Though I feel like there is. I do not know how much time we have left.
There is another flash.
A bright light awakens us from our slumber. We are wrapped around each other, not for warmth but for comfort. We cling to each other all the tighter when our impending doom becomes apparent, as it is the blinding oil lanterns and torches of Kha’s men that illuminate our cavern.
The clanging of their waiting weapons is audible. A staunch warning.
“How did you find us?” I ask, courage surging through me.
When you have already come to accept your own demise, what is there left to fear? I don’t know how all these warriors made it through the sandstorm, but then again, I imagine that the black arts are capable of defying even the worst natural disaster.
“There is no escape from me, Princess,” Kha says with a look of superiority. Of victory.
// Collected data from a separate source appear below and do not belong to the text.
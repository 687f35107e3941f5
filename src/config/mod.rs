// Configuration management

use serde::{Deserialize, Serialize};
use std::path::{Path, PathBuf};
use std::time::Duration;
use tracing::{debug, info};

use crate::audio::DEFAULT_CACHE_CAPACITY;
use crate::error::{ConfigError, ConfigResult};
use crate::scheduler::SchedulerSettings;

const APP_DIR: &str = "audio-scheduler";

#[derive(Debug, Clone, PartialEq, Serialize, Deserialize)]
#[serde(default)]
pub struct Config {
    /// Playlist and settings file
    pub state_file: PathBuf,

    /// Sound played before each clip
    pub alert_sound: PathBuf,

    /// Granularity of the interruptible wait in milliseconds
    pub poll_interval_ms: u64,

    /// Bound on how long stop waits for the worker
    pub stop_timeout_secs: u64,

    /// Seconds per interval minute
    pub interval_unit_secs: u64,

    /// Status refresh cadence in milliseconds
    pub status_cadence_ms: u64,

    /// Decoded sounds kept in memory
    pub cache_capacity: usize,

    /// tracing filter used when RUST_LOG is unset
    pub log_filter: String,

    pub license: LicenseConfig,
}

#[derive(Debug, Clone, PartialEq, Serialize, Deserialize)]
#[serde(default)]
pub struct LicenseConfig {
    /// Gate startup on a valid license
    pub enabled: bool,

    /// Baserow API root, e.g. "https://api.baserow.io"
    pub api_url: String,

    pub token: String,

    pub license_table_id: u64,

    pub update_table_id: u64,

    pub license_file: PathBuf,

    /// Hours between online re-verifications
    pub check_interval_hours: u64,
}

impl Default for LicenseConfig {
    fn default() -> Self {
        Self {
            enabled: false,
            api_url: "https://api.baserow.io".to_string(),
            token: String::new(),
            license_table_id: 0,
            update_table_id: 0,
            license_file: PathBuf::from("license.json"),
            check_interval_hours: 12,
        }
    }
}

impl LicenseConfig {
    pub fn check_interval(&self) -> Duration {
        Duration::from_secs(self.check_interval_hours.saturating_mul(3600))
    }

    /// Whether the server side can be reached at all
    pub fn has_server(&self) -> bool {
        !self.api_url.is_empty() && !self.token.is_empty() && self.license_table_id != 0
    }
}

impl Default for Config {
    fn default() -> Self {
        let state_file = Self::config_dir()
            .map(|dir| dir.join("audio_list.json"))
            .unwrap_or_else(|_| PathBuf::from("audio_list.json"));

        Self {
            state_file,
            alert_sound: PathBuf::from("alert.wav"),
            poll_interval_ms: 100,
            stop_timeout_secs: 3,
            interval_unit_secs: 60,
            status_cadence_ms: 1000,
            cache_capacity: DEFAULT_CACHE_CAPACITY,
            log_filter: "info".to_string(),
            license: LicenseConfig::default(),
        }
    }
}

impl Config {
    /// Load configuration from file or create default
    pub fn load() -> ConfigResult<Self> {
        let config_path = Self::config_path()?;

        if config_path.exists() {
            Self::load_from(&config_path)
        } else {
            info!(path = %config_path.display(), "Creating default config");
            let config = Self::default();
            config.save_to(&config_path)?;
            Ok(config)
        }
    }

    /// Load configuration from an explicit path
    pub fn load_from(path: &Path) -> ConfigResult<Self> {
        let content = std::fs::read_to_string(path)?;
        let config: Self = toml::from_str(&content)?;
        config.validate()?;
        debug!(path = %path.display(), "Loaded config");
        Ok(config)
    }

    /// Save configuration to the default location
    pub fn save(&self) -> ConfigResult<()> {
        self.save_to(&Self::config_path()?)
    }

    pub fn save_to(&self, path: &Path) -> ConfigResult<()> {
        if let Some(parent) = path.parent() {
            std::fs::create_dir_all(parent)?;
        }

        let content = toml::to_string_pretty(self)?;
        std::fs::write(path, content)?;
        Ok(())
    }

    fn validate(&self) -> ConfigResult<()> {
        if self.poll_interval_ms == 0 {
            return Err(ConfigError::InvalidValue(
                "poll_interval_ms must be greater than zero".to_string(),
            ));
        }
        if self.stop_timeout_secs == 0 {
            return Err(ConfigError::InvalidValue(
                "stop_timeout_secs must be greater than zero".to_string(),
            ));
        }
        if self.status_cadence_ms == 0 {
            return Err(ConfigError::InvalidValue(
                "status_cadence_ms must be greater than zero".to_string(),
            ));
        }
        if self.interval_unit_secs == 0 {
            return Err(ConfigError::InvalidValue(
                "interval_unit_secs must be greater than zero".to_string(),
            ));
        }
        if self.cache_capacity == 0 {
            return Err(ConfigError::InvalidValue(
                "cache_capacity must be at least 1".to_string(),
            ));
        }
        Ok(())
    }

    /// Timing knobs for the scheduler
    pub fn scheduler_settings(&self) -> SchedulerSettings {
        SchedulerSettings {
            poll_interval: Duration::from_millis(self.poll_interval_ms),
            stop_timeout: Duration::from_secs(self.stop_timeout_secs),
            interval_unit: Duration::from_secs(self.interval_unit_secs),
            alert_sound: self.alert_sound.clone(),
        }
    }

    pub fn status_cadence(&self) -> Duration {
        Duration::from_millis(self.status_cadence_ms)
    }

    /// Directory holding the config, state and license files
    pub fn config_dir() -> ConfigResult<PathBuf> {
        let config_dir = dirs::config_dir().ok_or(ConfigError::NoConfigDir)?;
        Ok(config_dir.join(APP_DIR))
    }

    /// Get the path to the configuration file
    pub fn config_path() -> ConfigResult<PathBuf> {
        Ok(Self::config_dir()?.join("config.toml"))
    }
}

#[cfg(test)]
mod tests {
    use super::*;

    #[test]
    fn test_default_config() {
        let config = Config::default();
        assert_eq!(config.poll_interval_ms, 100);
        assert_eq!(config.cache_capacity, 5);
        assert!(!config.license.enabled);
        assert_eq!(config.license.check_interval(), Duration::from_secs(12 * 3600));
    }

    #[test]
    fn test_config_serialization() {
        let config = Config::default();
        let serialized = toml::to_string(&config).unwrap();
        let deserialized: Config = toml::from_str(&serialized).unwrap();
        assert_eq!(config, deserialized);
    }

    #[test]
    fn test_partial_file_uses_defaults() {
        let config: Config = toml::from_str(
            r#"
            interval_unit_secs = 1

            [license]
            enabled = true
            "#,
        )
        .unwrap();

        assert_eq!(config.interval_unit_secs, 1);
        assert_eq!(config.stop_timeout_secs, 3);
        assert!(config.license.enabled);
        assert_eq!(config.license.license_file, PathBuf::from("license.json"));
    }

    #[test]
    fn test_scheduler_settings_projection() {
        let config = Config {
            poll_interval_ms: 20,
            interval_unit_secs: 2,
            ..Config::default()
        };
        let settings = config.scheduler_settings();
        assert_eq!(settings.poll_interval, Duration::from_millis(20));
        assert_eq!(settings.interval_unit, Duration::from_secs(2));
        assert_eq!(settings.stop_timeout, Duration::from_secs(3));
    }

    #[test]
    fn test_load_from_rejects_zero_poll() {
        let dir = tempfile::tempdir().unwrap();
        let path = dir.path().join("config.toml");
        std::fs::write(&path, "poll_interval_ms = 0\n").unwrap();

        assert!(matches!(
            Config::load_from(&path),
            Err(ConfigError::InvalidValue(_))
        ));
    }

    #[test]
    fn test_load_from_rejects_zero_timings() {
        let dir = tempfile::tempdir().unwrap();
        let path = dir.path().join("config.toml");

        for line in ["stop_timeout_secs = 0\n", "status_cadence_ms = 0\n"] {
            std::fs::write(&path, line).unwrap();
            assert!(
                matches!(Config::load_from(&path), Err(ConfigError::InvalidValue(_))),
                "accepted {}",
                line.trim()
            );
        }
    }

    #[test]
    fn test_save_and_load_from() {
        let dir = tempfile::tempdir().unwrap();
        let path = dir.path().join("nested").join("config.toml");
        let config = Config {
            log_filter: "debug".to_string(),
            ..Config::default()
        };

        config.save_to(&path).unwrap();
        assert_eq!(Config::load_from(&path).unwrap(), config);
    }
}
I notice my cat is now circling herself around Kha’s legs, and her tiny feline mouth is turned up in a sort of smile. Why didn’t I realize Mew Mew was his familiar? Do not all magicians have evil animals intent on assisting them with their heinous schemes?
“Mew Mew?” I ask, expecting no answer from the feline, yet she meows in the affirmative.
I gaze back at Kha, who is now snarling with rage.
“I did everything for you. I turned to the black arts, all for you.”
“I never requested your love!”
“Yes, you did. Not in words, but you seduced me with your smiles, your kindness. And then you gave your heart to a slave? That is the ultimate insult! And now you shall suffer for your insubordination!”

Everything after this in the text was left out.